If you would have some spare time, could you perhaps support on this?
Thanks you in advance,
Kind regards,
Hi Bert,
unfortunately I couldn’t replicate the error message you get. I tried to run the script with the word ポケモン and it worked.
Did you update the country argument with “JP”?
country <- c('JP') time <- ("2018-08-01 2018-08-27") channel <- 'web' trends <- gtrends("ポケモン", gprop = channel, geo = country, time = time )
Hi ruben
Is your code still working
Error in FUN(X[[i]], …) :
Status code was not 200. Returned status code:500
After I tried a list of 500 but for next five hundred , it gives this error
It seems that you sent too many requests to Google Trends and they blocked you. Just wait a couple of hours and the code should work again.
Thank you for sharing this. Do you know how can I adjust the command for downloading more than 5 geographic locations at the same time? I tried to read the list of geo from a CSV file but I keep getting error.
I think you should add an extra loop using map_dfr in the main function.
Hi Ruben, thanks for the code! I keep getting this error and was wondering if you could help me with it.
Error in gtrends(keywords, gprop = channel, geo = country, time = time) :
length(keyword) <= 5 is not TRUE
Hi Melissa,
can you please share with me the whole code?
Hi Ruben,
Thanks for the code.
Is there a way to get daily trends and not hits?
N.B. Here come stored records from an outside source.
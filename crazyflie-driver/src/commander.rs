use crate::crtp::{PacketSender, Port};
use crate::Packet;
use byteorder::{LittleEndian, WriteBytesExt};
use log::debug;
use std::sync::atomic::{AtomicBool, Ordering};
use std::sync::Weak;

const XMODE_FACTOR: f32 = 0.707;

/// Build a setpoint packet: roll, -pitch, yaw as f32 and thrust as u16, all
/// little endian.
pub fn setpoint_packet(roll: f32, pitch: f32, yaw: f32, thrust: u16) -> Packet {
    let mut data = Vec::with_capacity(14);
    // Writing into a Vec cannot fail
    let _ = data.write_f32::<LittleEndian>(roll);
    let _ = data.write_f32::<LittleEndian>(-pitch);
    let _ = data.write_f32::<LittleEndian>(yaw);
    let _ = data.write_u16::<LittleEndian>(thrust);

    Packet::new(Port::Commander.number(), 0, data)
}

/// Rotate roll and pitch for a Crazyflie flying in X configuration.
///
/// The pitch is computed from the already rotated roll.
pub fn xmode_rotation(roll: f32, pitch: f32) -> (f32, f32) {
    let roll = XMODE_FACTOR * (roll - pitch);
    let pitch = XMODE_FACTOR * (roll + pitch);
    (roll, pitch)
}

/// Send attitude and thrust setpoints
pub struct Commander {
    sender: Weak<dyn PacketSender>,
    xmode: AtomicBool,
}

impl Commander {
    pub fn new(sender: Weak<dyn PacketSender>) -> Self {
        Commander {
            sender,
            xmode: AtomicBool::new(false),
        }
    }

    pub fn set_xmode(&self, enabled: bool) {
        self.xmode.store(enabled, Ordering::Relaxed);
    }

    pub fn xmode(&self) -> bool {
        self.xmode.load(Ordering::Relaxed)
    }

    pub fn send_setpoint(&self, roll: f32, pitch: f32, yaw: f32, thrust: u16) {
        let (roll, pitch) = if self.xmode() {
            xmode_rotation(roll, pitch)
        } else {
            (roll, pitch)
        };

        match self.sender.upgrade() {
            Some(sender) => sender.send_packet(setpoint_packet(roll, pitch, yaw, thrust), false),
            None => debug!("Crazyflie gone, dropping setpoint"),
        }
    }
}

#[cfg(test)]
mod tests {
    use super::*;
    use std::sync::{Arc, Mutex};

    #[derive(Default)]
    struct Recorder(Mutex<Vec<Packet>>);

    impl PacketSender for Recorder {
        fn send_packet(&self, packet: Packet, expect_answer: bool) {
            assert!(!expect_answer);
            self.0.lock().unwrap().push(packet);
        }
    }

    #[test]
    fn setpoint_layout() {
        let packet = setpoint_packet(1.0, 2.0, -3.0, 40000);
        assert_eq!(packet.get_port(), 3);
        assert_eq!(packet.get_channel(), 0);

        let mut expected = Vec::new();
        expected.extend_from_slice(&1.0f32.to_le_bytes());
        expected.extend_from_slice(&(-2.0f32).to_le_bytes());
        expected.extend_from_slice(&(-3.0f32).to_le_bytes());
        expected.extend_from_slice(&40000u16.to_le_bytes());
        assert_eq!(*packet.get_data(), expected);
    }

    #[test]
    fn xmode_pitch_uses_the_rotated_roll() {
        let (roll, pitch) = xmode_rotation(10.0, 4.0);
        assert!((roll - 0.707 * 6.0).abs() < 1e-5);
        assert!((pitch - 0.707 * (0.707 * 6.0 + 4.0)).abs() < 1e-5);
    }

    #[test]
    fn commander_sends_through_the_session() {
        let recorder = Arc::new(Recorder::default());
        let sender: Weak<Recorder> = Arc::downgrade(&recorder);
        let commander = Commander::new(sender);

        commander.send_setpoint(0.0, 0.0, 0.0, 0);
        commander.set_xmode(true);
        commander.send_setpoint(1.0, 1.0, 0.0, 100);

        let sent = recorder.0.lock().unwrap();
        assert_eq!(sent[0], setpoint_packet(0.0, 0.0, 0.0, 0));
        let (roll, pitch) = xmode_rotation(1.0, 1.0);
        assert_eq!(sent[1], setpoint_packet(roll, pitch, 0.0, 100));
    }
}
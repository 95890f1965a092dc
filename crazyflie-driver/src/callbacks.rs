use crate::Packet;
use std::fmt;
use std::sync::{Arc, Mutex, PoisonError};

pub type Callback<A> = Arc<dyn Fn(&A) + Send + Sync>;

/// Ordered set of named callbacks.
///
/// Callbacks fire in registration order. Registering a name that already
/// exists replaces the callback but keeps its position.
pub struct CallbackGroup<A: ?Sized> {
    callbacks: Mutex<Vec<(String, Callback<A>)>>,
}

impl<A: ?Sized> Default for CallbackGroup<A> {
    fn default() -> Self {
        CallbackGroup {
            callbacks: Mutex::new(Vec::new()),
        }
    }
}

impl<A: ?Sized> fmt::Debug for CallbackGroup<A> {
    fn fmt(&self, f: &mut fmt::Formatter<'_>) -> fmt::Result {
        f.debug_list().entries(self.names()).finish()
    }
}

impl<A: ?Sized> CallbackGroup<A> {
    pub fn register<F>(&self, name: &str, callback: F)
    where
        F: Fn(&A) + Send + Sync + 'static,
    {
        let callback: Callback<A> = Arc::new(callback);
        let mut callbacks = self.lock();

        match callbacks.iter_mut().find(|(n, _)| n == name) {
            Some(entry) => entry.1 = callback,
            None => callbacks.push((name.to_owned(), callback)),
        }
    }

    /// Remove a callback, returns `false` if there was none with this name
    pub fn remove(&self, name: &str) -> bool {
        let mut callbacks = self.lock();
        let len = callbacks.len();
        callbacks.retain(|(n, _)| n != name);
        callbacks.len() != len
    }

    pub fn contains(&self, name: &str) -> bool {
        self.lock().iter().any(|(n, _)| n == name)
    }

    pub fn names(&self) -> Vec<String> {
        self.lock().iter().map(|(n, _)| n.clone()).collect()
    }

    /// Call every callback with `arg`.
    ///
    /// Callbacks are free to register or remove callbacks of this group.
    pub fn call(&self, arg: &A) {
        let callbacks: Vec<Callback<A>> = self.lock().iter().map(|(_, cb)| cb.clone()).collect();

        for callback in callbacks {
            callback(arg);
        }
    }

    fn lock(&self) -> std::sync::MutexGuard<'_, Vec<(String, Callback<A>)>> {
        self.callbacks.lock().unwrap_or_else(PoisonError::into_inner)
    }
}

/// Event reported by the radio link
#[derive(Clone, Debug, PartialEq)]
pub enum LinkEvent {
    /// Link quality, from 0 to 100
    Quality(u8),
    /// The link failed, the string is the reason
    Error(String),
}

/// Every group of callbacks of a [Crazyflie](crate::Crazyflie) session
#[derive(Debug, Default)]
pub struct Callbacks {
    /// Every packet coming from the Crazyflie, before it is queued
    pub received_packet: CallbackGroup<Packet>,
    /// The link has been closed, with its URI
    pub disconnected: CallbackGroup<str>,
    /// The link could not be set up, with the reason
    pub connection_failed: CallbackGroup<str>,
    /// A link is being opened, with its URI
    pub connection_initiated: CallbackGroup<str>,
    /// Both TOCs have been fetched, with the URI
    pub connection_setup_finished: CallbackGroup<str>,
    pub link: CallbackGroup<LinkEvent>,
}
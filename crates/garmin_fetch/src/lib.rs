//! One-shot Garmin Connect activity fetcher.
//!
//! The binary resolves credentials (saved session first, then
//! username/password), fetches the most recent activities, and prints one
//! line per activity to stdout. The pieces are split so each can be tested
//! against a stub [`garmin_connect_client::GarminConnect`] implementation.

pub mod config;
pub mod report;
pub mod resolver;
//! Capability traits and models for talking to Garmin Connect.
//!
//! The entry point is [`GarminConnect`]: restoring a saved session or logging
//! in with credentials yields a [`GarminClient`] that can perform authorized
//! data calls. Wire details live in [`http_client`]; the on-disk session
//! hand-off convention lives in [`session`].

use std::path::Path;

use async_trait::async_trait;
use secrecy::SecretString;
use serde::Deserialize;
use thiserror::Error;

pub mod http_client;
pub mod session;

#[derive(Debug, Error)]
pub enum GarminError {
    #[error("http error: {0}")]
    Http(#[from] reqwest::Error),
    #[error("authentication rejected: {0}")]
    Auth(String),
    #[error("rate limited by the service")]
    RateLimited,
    #[error("unexpected status {0}: {1}")]
    Status(u16, String),
    #[error("session error: {0}")]
    Session(String),
}

/// One activity as returned by the activity search endpoint.
///
/// Read-only projection: only the fields the reporting side consumes are
/// modeled, everything else in the payload is ignored.
#[derive(Clone, Debug, Deserialize, PartialEq)]
#[serde(rename_all = "camelCase")]
pub struct ActivityRecord {
    pub start_time_local: String,
    pub activity_name: String,
    /// Meters. Some activity types (strength, yoga) omit this.
    #[serde(default)]
    pub distance: f64,
}

/// Username/password pair for the explicit login fallback.
#[derive(Clone, Debug)]
pub struct Credentials {
    pub username: String,
    pub password: SecretString,
}

/// Entry point to Garmin Connect: each method is one way of obtaining an
/// authorized [`GarminClient`].
#[async_trait]
pub trait GarminConnect: Send + Sync + 'static {
    /// Load a previously saved session from `token_dir`.
    ///
    /// Expects the fixed filename convention of [`session::TOKEN_FILE`]; a
    /// document staged under any other name is invisible here.
    async fn restore_session(
        &self,
        token_dir: &Path,
    ) -> Result<Box<dyn GarminClient>, GarminError>;

    /// Perform a fresh username/password login.
    async fn login(
        &self,
        credentials: &Credentials,
    ) -> Result<Box<dyn GarminClient>, GarminError>;
}

/// Authorized handle to the data endpoints. Values only exist as the output
/// of a successful [`GarminConnect`] call.
#[async_trait]
pub trait GarminClient: std::fmt::Debug + Send + Sync + 'static {
    /// Most recent activities first; `start` is the paging offset (0 = newest).
    async fn get_activities(
        &self,
        start: u32,
        limit: u32,
    ) -> Result<Vec<ActivityRecord>, GarminError>;
}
I would like to find out how many times was a keyword was searched on a daily basis.
Great job!
Than I think you are using the wrong tool. If you need searches you shouldn’t use Google Trends but something like Google Keyword Planner, Semrush or Ahrefs (but none of them will give you daily searches but only monthly searches).
Hi!
It is possible to use python instead of R, do we have the same package/library?
Thanks!!
Yes, it is for sure possible. Unfortunately, I don’t use Python so I don’t know the name of a good package/library 🙁
how can I run this in parallel ? fetch trends data in parallel manner to make it fast?
I wouldn’t do that. Google will ban you if you make many requests in a short amount of time.
Hey! thank you so much for making this available. I have used it for a while but now it seems to not be working anymore. Do you know why? The error I get is this:
“Error: No data returned by the query. Consider changing search parameters.”
Thank you
Hi Janaina, maybe your query it’s very specific. Did you try to get the data for a popular search term?
Hello!
I am trying to download interest by country data and get the following error “widget$status_code == 200 is not TRUE”. Do you know what might be the issue?
Thank you!
Yes, if you send too many requests at the same time Google Trends will block you. You should try to send less requests or use a VPN proxy.